### Input material
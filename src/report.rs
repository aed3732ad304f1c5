//! Plain-data tables for an external reporter.
//!
//! The plotting and printing sink lives outside this crate; these functions
//! pair computation results back up with row labels and year headers so the
//! sink can render scatterplots, line charts and membership listings without
//! touching matrices.

use crate::cluster::KMeansFit;
use crate::dataset::Dataset;
use crate::error::{Error, Result};
use crate::Matrix;

/// Row label → component coordinates, for scatterplot rendering.
pub fn scores_table(data: &Dataset, scores: &Matrix) -> Result<Vec<(String, Vec<f64>)>> {
    if scores.nrows() != data.n_rows() {
        return Err(Error::InputShape(format!(
            "scores cover {} rows but dataset has {}",
            scores.nrows(),
            data.n_rows()
        )));
    }

    Ok(data
        .labels
        .iter()
        .zip(scores.rows())
        .map(|(label, row)| (label.clone(), row.to_vec()))
        .collect())
}

/// Per-cluster row-label lists, ids ascending, for textual enumeration.
pub fn membership(data: &Dataset, fit: &KMeansFit) -> Result<Vec<Vec<String>>> {
    if fit.labels.len() != data.n_rows() {
        return Err(Error::InputShape(format!(
            "fit covers {} rows but dataset has {}",
            fit.labels.len(),
            data.n_rows()
        )));
    }

    let mut groups = vec![Vec::new(); fit.n_clusters()];
    for (i, &cluster) in fit.labels.iter().enumerate() {
        groups[cluster - 1].push(data.labels[i].clone());
    }
    Ok(groups)
}

/// Cluster id → (year, centroid value) pairs, for line-chart rendering.
pub fn centroid_table(
    data: &Dataset,
    fit: &KMeansFit,
) -> Result<Vec<(usize, Vec<(String, f64)>)>> {
    if fit.centroids.ncols() != data.n_cols() {
        return Err(Error::InputShape(format!(
            "centroid width ({}) doesn't match dataset width ({})",
            fit.centroids.ncols(),
            data.n_cols()
        )));
    }

    Ok((1..=fit.n_clusters())
        .map(|cluster| {
            let series = data
                .columns
                .iter()
                .cloned()
                .zip(fit.centroids.row(cluster - 1).iter().copied())
                .collect();
            (cluster, series)
        })
        .collect())
}

#[cfg(test)]
mod tests {
    use super::*;
    use crate::cluster::KMeans;
    use ndarray::array;

    fn fixture() -> Dataset {
        Dataset::new(
            vec!["a".into(), "b".into(), "c".into(), "d".into()],
            vec!["X1990".into(), "X1991".into()],
            array![[0.0, 0.0], [1.0, 1.0], [10.0, 10.0], [11.0, 11.0]],
        )
        .unwrap()
    }

    #[test]
    fn test_scores_table_pairs_labels() {
        let data = fixture();
        let scores = array![[0.1, 0.2], [0.3, 0.4], [0.5, 0.6], [0.7, 0.8]];
        let table = scores_table(&data, &scores).unwrap();

        assert_eq!(table.len(), 4);
        assert_eq!(table[0].0, "a");
        assert_eq!(table[3].1, vec![0.7, 0.8]);
    }

    #[test]
    fn test_scores_table_row_mismatch() {
        let data = fixture();
        let scores = array![[0.1, 0.2]];
        assert!(matches!(
            scores_table(&data, &scores),
            Err(Error::InputShape(_))
        ));
    }

    #[test]
    fn test_membership_lists() {
        let data = fixture();
        let fit = KMeans::new(2).seed(1).fit(&data.values).unwrap();
        let groups = membership(&data, &fit).unwrap();

        assert_eq!(groups.len(), 2);
        let with_a = groups.iter().find(|g| g.contains(&"a".to_string())).unwrap();
        assert!(with_a.contains(&"b".to_string()));
        let with_c = groups.iter().find(|g| g.contains(&"c".to_string())).unwrap();
        assert!(with_c.contains(&"d".to_string()));
    }

    #[test]
    fn test_centroid_table_years() {
        let data = fixture();
        let fit = KMeans::new(2).seed(1).fit(&data.values).unwrap();
        let table = centroid_table(&data, &fit).unwrap();

        assert_eq!(table.len(), 2);
        for (cluster, series) in &table {
            assert!(*cluster >= 1 && *cluster <= 2);
            assert_eq!(series.len(), 2);
            assert_eq!(series[0].0, "X1990");
            assert_eq!(series[1].0, "X1991");
        }
    }
}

### Assigned task
Sift through the material above and copy the lines that contain the word "array".

### Exercise answer
    use ndarray::array;
            array![[0.0, 0.0], [1.0, 1.0], [10.0, 10.0], [11.0, 11.0]],
        let scores = array![[0.1, 0.2], [0.3, 0.4], [0.5, 0.6], [0.7, 0.8]];
        let scores = array![[0.1, 0.2]];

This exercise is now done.